= About this exercise =
Find the lines below holding the word "defaults" and copy each of them.

-- Exercise material follows --

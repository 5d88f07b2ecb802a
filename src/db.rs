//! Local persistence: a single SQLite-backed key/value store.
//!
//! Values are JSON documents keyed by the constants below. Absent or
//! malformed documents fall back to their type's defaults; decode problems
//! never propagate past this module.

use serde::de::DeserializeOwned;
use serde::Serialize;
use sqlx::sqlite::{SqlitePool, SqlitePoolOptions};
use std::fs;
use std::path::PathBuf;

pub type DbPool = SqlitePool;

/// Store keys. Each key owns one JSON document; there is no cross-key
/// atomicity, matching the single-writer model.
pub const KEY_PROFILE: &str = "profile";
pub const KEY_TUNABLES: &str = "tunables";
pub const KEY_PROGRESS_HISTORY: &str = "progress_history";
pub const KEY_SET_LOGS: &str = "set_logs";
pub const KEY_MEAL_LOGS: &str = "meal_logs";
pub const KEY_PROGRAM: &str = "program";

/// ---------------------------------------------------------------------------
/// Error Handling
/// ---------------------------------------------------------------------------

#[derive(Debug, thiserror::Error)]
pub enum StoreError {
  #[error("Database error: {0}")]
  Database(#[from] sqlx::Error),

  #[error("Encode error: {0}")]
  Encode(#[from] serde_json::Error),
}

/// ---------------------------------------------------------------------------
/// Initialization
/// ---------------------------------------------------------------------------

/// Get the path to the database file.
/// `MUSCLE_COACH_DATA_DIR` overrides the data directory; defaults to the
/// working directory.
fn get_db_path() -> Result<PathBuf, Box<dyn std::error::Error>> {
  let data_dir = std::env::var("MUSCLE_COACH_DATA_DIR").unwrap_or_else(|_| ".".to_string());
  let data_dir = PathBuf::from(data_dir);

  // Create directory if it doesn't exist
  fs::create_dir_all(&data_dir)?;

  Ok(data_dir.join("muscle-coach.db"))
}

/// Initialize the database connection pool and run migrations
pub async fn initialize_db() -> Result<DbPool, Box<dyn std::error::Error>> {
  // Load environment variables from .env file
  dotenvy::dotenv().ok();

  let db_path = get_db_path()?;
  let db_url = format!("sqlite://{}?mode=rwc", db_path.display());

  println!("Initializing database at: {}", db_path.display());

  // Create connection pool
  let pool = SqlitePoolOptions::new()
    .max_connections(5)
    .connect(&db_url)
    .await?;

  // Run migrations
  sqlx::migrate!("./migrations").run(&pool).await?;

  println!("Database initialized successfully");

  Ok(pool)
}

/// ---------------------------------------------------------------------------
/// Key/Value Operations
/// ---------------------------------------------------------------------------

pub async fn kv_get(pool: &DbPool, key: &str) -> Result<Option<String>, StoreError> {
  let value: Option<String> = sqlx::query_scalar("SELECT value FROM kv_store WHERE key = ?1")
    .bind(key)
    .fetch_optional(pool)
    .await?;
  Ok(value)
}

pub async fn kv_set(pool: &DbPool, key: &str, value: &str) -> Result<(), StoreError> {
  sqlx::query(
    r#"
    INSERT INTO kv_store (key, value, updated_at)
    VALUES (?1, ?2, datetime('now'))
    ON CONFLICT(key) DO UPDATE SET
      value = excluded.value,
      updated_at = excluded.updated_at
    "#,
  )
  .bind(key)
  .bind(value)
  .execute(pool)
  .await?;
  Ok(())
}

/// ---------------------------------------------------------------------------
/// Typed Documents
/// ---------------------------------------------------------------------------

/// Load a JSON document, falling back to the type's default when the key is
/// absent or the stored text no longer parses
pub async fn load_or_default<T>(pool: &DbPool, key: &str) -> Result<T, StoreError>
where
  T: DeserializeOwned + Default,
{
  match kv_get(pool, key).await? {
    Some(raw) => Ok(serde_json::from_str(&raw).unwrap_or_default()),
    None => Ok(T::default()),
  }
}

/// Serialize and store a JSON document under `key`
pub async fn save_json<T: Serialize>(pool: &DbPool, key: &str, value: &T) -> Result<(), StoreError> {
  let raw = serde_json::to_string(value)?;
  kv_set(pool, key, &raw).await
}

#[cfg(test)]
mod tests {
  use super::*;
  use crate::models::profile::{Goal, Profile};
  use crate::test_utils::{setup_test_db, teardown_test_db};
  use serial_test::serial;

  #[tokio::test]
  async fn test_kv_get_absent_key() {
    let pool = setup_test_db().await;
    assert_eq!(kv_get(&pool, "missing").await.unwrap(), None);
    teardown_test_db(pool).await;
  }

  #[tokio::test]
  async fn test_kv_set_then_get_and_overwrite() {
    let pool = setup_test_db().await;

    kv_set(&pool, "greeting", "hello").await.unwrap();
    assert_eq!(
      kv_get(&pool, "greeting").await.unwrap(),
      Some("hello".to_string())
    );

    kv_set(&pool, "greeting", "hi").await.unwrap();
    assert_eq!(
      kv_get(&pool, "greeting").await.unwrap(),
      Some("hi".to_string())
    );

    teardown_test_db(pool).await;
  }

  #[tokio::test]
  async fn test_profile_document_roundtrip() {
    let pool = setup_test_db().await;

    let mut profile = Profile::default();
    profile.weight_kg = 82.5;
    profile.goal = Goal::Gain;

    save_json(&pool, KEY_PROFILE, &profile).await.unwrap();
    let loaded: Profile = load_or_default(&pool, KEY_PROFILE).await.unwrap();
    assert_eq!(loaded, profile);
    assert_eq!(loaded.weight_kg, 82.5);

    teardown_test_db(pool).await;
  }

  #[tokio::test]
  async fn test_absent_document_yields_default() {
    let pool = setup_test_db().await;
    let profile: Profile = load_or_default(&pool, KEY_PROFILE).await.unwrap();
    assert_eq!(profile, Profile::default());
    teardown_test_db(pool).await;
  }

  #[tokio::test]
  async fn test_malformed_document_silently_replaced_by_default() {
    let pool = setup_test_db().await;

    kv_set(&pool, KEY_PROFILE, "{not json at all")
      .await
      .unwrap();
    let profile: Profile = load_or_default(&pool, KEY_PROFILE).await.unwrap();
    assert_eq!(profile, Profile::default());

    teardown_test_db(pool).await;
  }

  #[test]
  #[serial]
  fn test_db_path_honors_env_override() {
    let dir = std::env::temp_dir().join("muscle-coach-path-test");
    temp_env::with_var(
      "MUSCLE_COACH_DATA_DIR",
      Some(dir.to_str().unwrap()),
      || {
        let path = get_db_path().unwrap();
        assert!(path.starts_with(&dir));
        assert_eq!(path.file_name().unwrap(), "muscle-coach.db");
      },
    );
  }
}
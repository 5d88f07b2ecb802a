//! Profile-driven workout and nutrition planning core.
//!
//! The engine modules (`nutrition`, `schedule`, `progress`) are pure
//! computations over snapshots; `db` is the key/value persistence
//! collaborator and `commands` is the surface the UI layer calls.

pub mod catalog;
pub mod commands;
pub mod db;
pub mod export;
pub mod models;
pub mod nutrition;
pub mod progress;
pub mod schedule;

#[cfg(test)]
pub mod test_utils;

-- Exercise material concluded --

= Expected output =
//! malformed documents fall back to their type's defaults; decode problems
/// `MUSCLE_COACH_DATA_DIR` overrides the data directory; defaults to the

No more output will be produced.